Restate the opening lines of the material below word for word, stopping after the line that contains "use std::collections::BTreeMap;".

┌──

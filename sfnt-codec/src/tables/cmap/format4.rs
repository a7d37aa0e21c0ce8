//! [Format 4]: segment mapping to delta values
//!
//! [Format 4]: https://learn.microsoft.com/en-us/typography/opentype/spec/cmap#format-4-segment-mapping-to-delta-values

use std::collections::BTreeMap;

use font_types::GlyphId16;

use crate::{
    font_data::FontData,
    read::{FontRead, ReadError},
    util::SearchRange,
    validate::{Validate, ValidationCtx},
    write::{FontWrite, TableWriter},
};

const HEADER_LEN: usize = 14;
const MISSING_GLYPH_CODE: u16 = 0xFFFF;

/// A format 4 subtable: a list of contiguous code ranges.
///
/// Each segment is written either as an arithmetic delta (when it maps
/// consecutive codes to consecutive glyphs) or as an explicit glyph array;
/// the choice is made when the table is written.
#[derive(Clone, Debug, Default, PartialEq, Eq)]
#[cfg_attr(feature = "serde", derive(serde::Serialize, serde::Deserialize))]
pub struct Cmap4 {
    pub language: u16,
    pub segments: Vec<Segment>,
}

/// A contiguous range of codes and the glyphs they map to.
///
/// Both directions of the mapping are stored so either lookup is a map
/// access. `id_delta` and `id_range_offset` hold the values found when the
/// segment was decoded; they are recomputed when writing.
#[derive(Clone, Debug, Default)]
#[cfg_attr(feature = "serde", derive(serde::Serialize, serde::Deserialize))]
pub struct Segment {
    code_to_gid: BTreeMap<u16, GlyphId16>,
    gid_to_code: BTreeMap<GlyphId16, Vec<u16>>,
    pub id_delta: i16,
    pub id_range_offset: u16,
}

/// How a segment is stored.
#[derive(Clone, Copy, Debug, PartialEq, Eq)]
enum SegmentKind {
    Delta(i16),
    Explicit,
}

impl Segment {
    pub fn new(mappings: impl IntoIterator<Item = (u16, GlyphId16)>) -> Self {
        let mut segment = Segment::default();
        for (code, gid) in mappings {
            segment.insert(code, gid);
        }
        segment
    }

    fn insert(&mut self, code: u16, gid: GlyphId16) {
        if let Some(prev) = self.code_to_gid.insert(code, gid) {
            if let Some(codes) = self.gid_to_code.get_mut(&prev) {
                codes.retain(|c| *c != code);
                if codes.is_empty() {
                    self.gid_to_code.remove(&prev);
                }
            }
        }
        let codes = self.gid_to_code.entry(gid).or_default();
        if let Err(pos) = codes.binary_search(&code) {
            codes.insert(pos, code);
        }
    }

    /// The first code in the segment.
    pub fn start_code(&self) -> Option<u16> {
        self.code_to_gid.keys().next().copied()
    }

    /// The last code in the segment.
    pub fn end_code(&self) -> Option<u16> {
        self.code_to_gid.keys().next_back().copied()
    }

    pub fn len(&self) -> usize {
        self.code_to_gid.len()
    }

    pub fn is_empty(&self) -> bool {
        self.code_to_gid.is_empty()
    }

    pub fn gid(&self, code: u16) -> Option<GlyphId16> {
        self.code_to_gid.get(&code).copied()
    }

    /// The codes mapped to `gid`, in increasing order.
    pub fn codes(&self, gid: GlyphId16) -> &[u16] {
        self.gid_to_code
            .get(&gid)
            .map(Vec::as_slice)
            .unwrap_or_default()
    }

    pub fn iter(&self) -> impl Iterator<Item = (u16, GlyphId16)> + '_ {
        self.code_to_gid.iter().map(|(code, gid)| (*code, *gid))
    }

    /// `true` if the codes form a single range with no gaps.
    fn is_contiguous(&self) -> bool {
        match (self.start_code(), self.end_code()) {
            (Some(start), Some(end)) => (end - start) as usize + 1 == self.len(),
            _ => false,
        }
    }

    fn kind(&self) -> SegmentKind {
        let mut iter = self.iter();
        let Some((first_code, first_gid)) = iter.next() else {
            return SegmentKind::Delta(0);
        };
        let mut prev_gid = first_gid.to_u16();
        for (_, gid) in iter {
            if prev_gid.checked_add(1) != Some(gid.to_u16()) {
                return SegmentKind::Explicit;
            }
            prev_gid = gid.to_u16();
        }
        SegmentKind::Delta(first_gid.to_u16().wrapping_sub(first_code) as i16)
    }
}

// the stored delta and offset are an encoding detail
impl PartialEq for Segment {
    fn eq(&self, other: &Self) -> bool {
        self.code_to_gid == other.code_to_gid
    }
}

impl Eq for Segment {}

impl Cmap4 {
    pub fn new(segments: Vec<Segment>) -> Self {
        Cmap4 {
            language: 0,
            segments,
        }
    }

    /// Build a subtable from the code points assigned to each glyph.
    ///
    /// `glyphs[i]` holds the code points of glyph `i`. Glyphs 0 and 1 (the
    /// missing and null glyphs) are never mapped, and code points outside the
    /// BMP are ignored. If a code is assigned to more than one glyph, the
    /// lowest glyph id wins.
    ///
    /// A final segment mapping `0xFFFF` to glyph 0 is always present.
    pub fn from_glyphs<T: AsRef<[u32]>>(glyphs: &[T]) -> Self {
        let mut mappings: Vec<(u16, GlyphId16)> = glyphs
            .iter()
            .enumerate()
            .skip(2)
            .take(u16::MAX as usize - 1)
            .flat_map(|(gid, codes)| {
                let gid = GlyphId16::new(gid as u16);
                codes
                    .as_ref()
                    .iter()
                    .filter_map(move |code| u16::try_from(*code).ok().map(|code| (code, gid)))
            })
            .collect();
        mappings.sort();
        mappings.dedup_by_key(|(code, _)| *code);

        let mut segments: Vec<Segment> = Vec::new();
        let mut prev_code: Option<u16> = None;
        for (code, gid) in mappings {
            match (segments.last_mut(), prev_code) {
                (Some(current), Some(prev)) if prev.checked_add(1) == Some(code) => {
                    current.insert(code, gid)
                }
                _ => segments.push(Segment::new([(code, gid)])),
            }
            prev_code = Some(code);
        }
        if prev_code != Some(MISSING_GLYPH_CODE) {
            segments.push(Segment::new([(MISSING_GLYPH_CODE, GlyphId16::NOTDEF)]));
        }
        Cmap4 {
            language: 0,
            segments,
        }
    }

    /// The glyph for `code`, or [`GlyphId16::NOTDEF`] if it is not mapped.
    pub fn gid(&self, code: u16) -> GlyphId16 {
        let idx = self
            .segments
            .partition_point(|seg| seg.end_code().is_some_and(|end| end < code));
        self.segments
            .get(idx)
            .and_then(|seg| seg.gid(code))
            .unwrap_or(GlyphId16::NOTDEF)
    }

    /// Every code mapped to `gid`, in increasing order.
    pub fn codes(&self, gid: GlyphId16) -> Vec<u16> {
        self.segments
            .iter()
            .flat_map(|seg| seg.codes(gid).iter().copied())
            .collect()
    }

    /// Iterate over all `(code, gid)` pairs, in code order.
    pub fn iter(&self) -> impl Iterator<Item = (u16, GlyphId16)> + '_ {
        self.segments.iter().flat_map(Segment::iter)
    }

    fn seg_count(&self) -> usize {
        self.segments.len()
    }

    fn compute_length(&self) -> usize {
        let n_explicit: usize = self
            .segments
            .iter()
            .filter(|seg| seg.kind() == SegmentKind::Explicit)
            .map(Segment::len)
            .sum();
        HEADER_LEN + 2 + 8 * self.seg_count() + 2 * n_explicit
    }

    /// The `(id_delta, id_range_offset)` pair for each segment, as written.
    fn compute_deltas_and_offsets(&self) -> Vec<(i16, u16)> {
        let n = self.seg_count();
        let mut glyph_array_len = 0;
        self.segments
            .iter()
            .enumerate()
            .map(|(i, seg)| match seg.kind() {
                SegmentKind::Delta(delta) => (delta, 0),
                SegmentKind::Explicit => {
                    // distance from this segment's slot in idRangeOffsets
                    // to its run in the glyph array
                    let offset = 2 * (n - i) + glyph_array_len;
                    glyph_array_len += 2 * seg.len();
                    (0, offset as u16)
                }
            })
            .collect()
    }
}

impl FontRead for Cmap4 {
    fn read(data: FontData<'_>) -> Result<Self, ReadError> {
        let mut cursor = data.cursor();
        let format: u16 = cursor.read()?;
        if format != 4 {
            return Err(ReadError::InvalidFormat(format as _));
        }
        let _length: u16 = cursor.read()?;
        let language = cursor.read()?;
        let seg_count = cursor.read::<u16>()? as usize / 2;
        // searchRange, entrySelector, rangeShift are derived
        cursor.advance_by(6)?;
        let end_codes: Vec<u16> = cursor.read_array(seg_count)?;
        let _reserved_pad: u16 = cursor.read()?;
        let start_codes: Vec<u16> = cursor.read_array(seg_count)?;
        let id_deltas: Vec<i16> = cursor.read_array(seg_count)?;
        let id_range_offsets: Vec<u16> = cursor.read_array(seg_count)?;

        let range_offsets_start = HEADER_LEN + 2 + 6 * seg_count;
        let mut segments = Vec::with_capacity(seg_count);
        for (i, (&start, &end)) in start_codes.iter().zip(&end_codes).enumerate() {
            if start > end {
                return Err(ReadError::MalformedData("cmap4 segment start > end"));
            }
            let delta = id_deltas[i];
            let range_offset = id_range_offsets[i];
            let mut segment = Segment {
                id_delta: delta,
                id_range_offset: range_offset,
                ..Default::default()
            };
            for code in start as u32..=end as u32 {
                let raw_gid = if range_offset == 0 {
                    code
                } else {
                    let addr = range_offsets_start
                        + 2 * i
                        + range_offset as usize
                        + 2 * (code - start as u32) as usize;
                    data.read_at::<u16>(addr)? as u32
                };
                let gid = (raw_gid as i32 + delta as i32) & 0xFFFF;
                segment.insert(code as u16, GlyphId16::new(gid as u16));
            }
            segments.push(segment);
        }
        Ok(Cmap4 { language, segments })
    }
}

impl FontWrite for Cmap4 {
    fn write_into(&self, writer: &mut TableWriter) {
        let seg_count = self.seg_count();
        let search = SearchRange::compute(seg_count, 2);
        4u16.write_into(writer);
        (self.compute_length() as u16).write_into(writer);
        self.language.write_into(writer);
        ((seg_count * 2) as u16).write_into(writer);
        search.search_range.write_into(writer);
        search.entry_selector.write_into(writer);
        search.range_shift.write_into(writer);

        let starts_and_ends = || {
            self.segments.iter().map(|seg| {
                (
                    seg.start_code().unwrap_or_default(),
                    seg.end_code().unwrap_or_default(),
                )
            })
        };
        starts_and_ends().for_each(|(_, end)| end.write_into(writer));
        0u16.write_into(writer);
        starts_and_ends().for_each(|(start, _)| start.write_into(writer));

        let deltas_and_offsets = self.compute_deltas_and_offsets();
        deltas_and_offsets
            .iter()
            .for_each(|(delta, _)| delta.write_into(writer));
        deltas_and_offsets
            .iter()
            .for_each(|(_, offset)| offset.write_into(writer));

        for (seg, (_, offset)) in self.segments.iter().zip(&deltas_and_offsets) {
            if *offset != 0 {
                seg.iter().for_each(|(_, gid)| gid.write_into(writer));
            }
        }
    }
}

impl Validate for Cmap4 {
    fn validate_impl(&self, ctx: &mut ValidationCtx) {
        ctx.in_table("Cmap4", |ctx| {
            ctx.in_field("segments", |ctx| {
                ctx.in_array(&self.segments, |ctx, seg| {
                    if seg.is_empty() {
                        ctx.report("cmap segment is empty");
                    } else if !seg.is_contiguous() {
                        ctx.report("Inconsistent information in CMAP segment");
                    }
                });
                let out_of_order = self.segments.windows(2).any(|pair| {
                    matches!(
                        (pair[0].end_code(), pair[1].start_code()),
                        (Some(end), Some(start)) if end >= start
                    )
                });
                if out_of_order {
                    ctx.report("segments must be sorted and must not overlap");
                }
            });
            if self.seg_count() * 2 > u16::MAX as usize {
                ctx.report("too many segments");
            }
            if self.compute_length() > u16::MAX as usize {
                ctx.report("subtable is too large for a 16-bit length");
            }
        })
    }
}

└──

(ANSWER SECTION):
filename sfnt-codec/src/tables/cmap/format4.rs
repository a7d37aa0e21c0ce8
//! [Format 4]: segment mapping to delta values
//!
//! [Format 4]: https://learn.microsoft.com/en-us/typography/opentype/spec/cmap#format-4-segment-mapping-to-delta-values

use std::collections::BTreeMap;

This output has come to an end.